8 simple ways to save money

Saving is easier when you have a plan—follow these steps to create one

Sometimes the hardest thing about saving money is just getting started. This step-by-step guide can help you develop a simple and realistic strategy, so that you can save for all your short- and long-term goals.

1) Record your expenses
The first step to start saving money is figuring out how much you spend. Keep track of all your expenses—that means every coffee, household item and cash tip as well as regular monthly bills. Record your expenses however is easiest for you—a pencil and paper, a simple spreadsheet or a free online spending tracker or app. Once you have your data, organize the numbers by categories, such as gas, groceries and mortgage, and total each amount. Use your credit card and bank statements to make sure you’ve included everything.

2) Include Saving in Your Budget
Now that you know what you spend in a month, you can begin to create a budget. Your budget should show what your expenses are relative to your income, so that you can plan your spending and limit overspending. Be sure to factor in expenses that occur regularly but not every month, such as car maintenance. Include a savings category in your budget and aim to save an amount that initially feels comfortable to you. Plan on eventually increasing your savings by up to 15 to 20 percent of your income.

3) Find Ways to Cut Spending
If you can’t save as much as you’d like, it might be time to cut back on expenses. Identify nonessentials, such as entertainment and dining out, that you can spend less on. Look for ways to save on your fixed monthly expenses, such as your car insurance or cell phone plan, as well. Other ideas for trimming everyday expenses include:

Search for free activities
Use resources, such as community event listings, to find free or low-cost entertainment.

Review recurring charges
Cancel subscriptions and memberships you don’t use—especially if they renew automatically.

Examine the cost of eating out vs. cooking at home
Plan to eat most of your meals at home, and research local restaurant deals for nights that you want to treat yourself.

Wait before you buy
When tempted by a nonessential purchase, wait a few days. You may realize the item was something you wanted rather than needed—and you can develop a plan to save for it.

4) Set Savings Goals
One of the best ways to save money is to set a goal. Start by thinking about what you might want to save for—both in the short term (one to three years) and the long term (four or more years). Then estimate how much money you’ll need and how long it might take you to save it.

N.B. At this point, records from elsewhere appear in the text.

// Read-only projections of a document for dashboards and listings.
// Lookups across collections tolerate dangling ids.

use crate::document::{ChatMessage, Document, Order, Product, Role, User};
use chrono::NaiveDate;
use serde::Serialize;
use std::collections::BTreeMap;

/// Shown wherever a referenced user no longer exists.
pub const UNKNOWN: &str = "Unknown";

/// A product as listed in the buyer catalog.
#[derive(Debug, Clone, PartialEq, Serialize)]
#[serde(rename_all = "camelCase")]
pub struct CatalogEntry<'a> {
    #[serde(flatten)]
    pub product: &'a Product,
    pub farmer_name: &'a str,
}

/// A farmer and how many products they list.
#[derive(Debug, Clone, PartialEq, Serialize)]
#[serde(rename_all = "camelCase")]
pub struct FarmerSummary<'a> {
    pub farmer: &'a User,
    pub product_count: usize,
}

/// Admins see every order, everyone else only their own.
pub fn orders_visible_to<'a>(doc: &'a Document, user: &User) -> Vec<&'a Order> {
    doc.orders
        .iter()
        .filter(|o| user.role == Role::Admin || o.buyer_id == user.id)
        .collect()
}

pub fn products_of<'a>(doc: &'a Document, farmer_id: &str) -> Vec<&'a Product> {
    doc.products
        .iter()
        .filter(|p| p.farmer_id == farmer_id)
        .collect()
}

pub fn farmers(doc: &Document) -> Vec<FarmerSummary<'_>> {
    doc.users
        .iter()
        .filter(|u| u.role == Role::Farmer)
        .map(|farmer| FarmerSummary {
            farmer,
            product_count: doc.products.iter().filter(|p| p.farmer_id == farmer.id).count(),
        })
        .collect()
}

/// Messages the user sent or received, oldest first.
pub fn conversations_for<'a>(doc: &'a Document, user_id: &str) -> Vec<&'a ChatMessage> {
    doc.chats
        .iter()
        .filter(|c| c.user1 == user_id || c.user2 == user_id)
        .collect()
}

pub fn user_name<'a>(doc: &'a Document, user_id: &str) -> &'a str {
    doc.user(user_id).map_or(UNKNOWN, |u| u.name.as_str())
}

pub fn catalog(doc: &Document) -> Vec<CatalogEntry<'_>> {
    doc.products
        .iter()
        .map(|product| CatalogEntry {
            product,
            farmer_name: user_name(doc, &product.farmer_id),
        })
        .collect()
}

/// Number of products carrying each category label.
pub fn category_breakdown(doc: &Document) -> BTreeMap<&str, usize> {
    let mut counts = BTreeMap::new();
    for product in &doc.products {
        for category in &product.categories {
            *counts.entry(category.as_str()).or_insert(0) += 1;
        }
    }
    counts
}

/// `(order date, total)` per order, in order of placement. Orders on the
/// same day stay separate points.
pub fn sales_series(doc: &Document) -> Vec<(NaiveDate, f64)> {
    doc.orders.iter().map(|o| (o.date.date_naive(), o.total())).collect()
}

/// Title of an ordered product, or a placeholder if it was deleted since.
pub fn product_title<'a>(doc: &'a Document, product_id: &str) -> &'a str {
    doc.product(product_id)
        .map_or("(removed product)", |p| p.title.as_str())
}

Common short-term goals: Emergency fund (three to nine months of living expenses), vacation or down payment for a car

Common long-term goals: Down payment on a home or a remodeling project, your child’s education or retirement

Quick tip
Set a small, achievable short-term goal for something that’s fun and goes beyond your monthly budget, such as a new smartphone or holiday gifts. Reaching smaller goals—and enjoying the reward you’ve saved for—can give you a psychological boost, making the payoff of saving more immediate and reinforces the habit.

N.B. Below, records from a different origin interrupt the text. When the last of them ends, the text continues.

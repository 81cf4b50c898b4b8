//! Translation-invariant shape keys.
//!
//! Two boards whose shapes differ only by a shift share their solutions, so
//! bulk generation keeps one representative per shape: the one pushed into the
//! top-left corner.
//!
//! # Examples
//!
//! ```
//! use gridpath_core::{Board, Geometry};
//! use gridpath_generator::canonical::{canonicalize, is_canonical};
//!
//! let geometry = Geometry::new(2, 2)?;
//! let top_left = Board::from(geometry.encode(0, 0)?);
//! let bottom_right = Board::from(geometry.encode(1, 1)?);
//!
//! assert_eq!(canonicalize(&geometry, bottom_right), canonicalize(&geometry, top_left));
//! assert!(is_canonical(&geometry, top_left));
//! assert!(!is_canonical(&geometry, bottom_right));
//! # Ok::<(), gridpath_core::GridError>(())
//! ```

use gridpath_core::{Board, Geometry};

/// A board shifted so that its first non-empty row and column are both 0.
///
/// Boards related by a pure translation have equal keys.
#[derive(Debug, Clone, Copy, PartialEq, Eq, PartialOrd, Ord, Hash)]
pub struct CanonicalKey(Board);

impl CanonicalKey {
    /// Returns the normalized board.
    #[must_use]
    pub fn board(self) -> Board {
        self.0
    }
}

/// Normalizes `board` by shifting out its leading empty rows and columns.
///
/// The empty board is its own key.
#[must_use]
pub fn canonicalize(geometry: &Geometry, board: Board) -> CanonicalKey {
    if board.is_empty() {
        return CanonicalKey(board);
    }
    let first_row = leading_empty(geometry.row_masks(), board);
    let first_col = leading_empty(geometry.col_masks(), board);
    CanonicalKey(board.shift_down(first_row * geometry.width() + first_col))
}

/// Returns `true` if `board` already is its own canonical key.
#[must_use]
pub fn is_canonical(geometry: &Geometry, board: Board) -> bool {
    canonicalize(geometry, board).board() == board
}

fn leading_empty(masks: &[Board], board: Board) -> usize {
    masks
        .iter()
        .position(|mask| mask.intersects(board))
        .unwrap_or(masks.len())
}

5) Determine your financial priorities
After your expenses and income, your goals are likely to have the biggest impact on how you allocate your savings. For example, if you know you’re going to need to replace your car in the near future, you could start putting away money for one now. But be sure to remember long-term goals—it’s important that planning for retirement doesn’t take a back seat to shorter-term needs. Learning how to prioritize your savings goals can give you a clear idea of how to allocate your savings.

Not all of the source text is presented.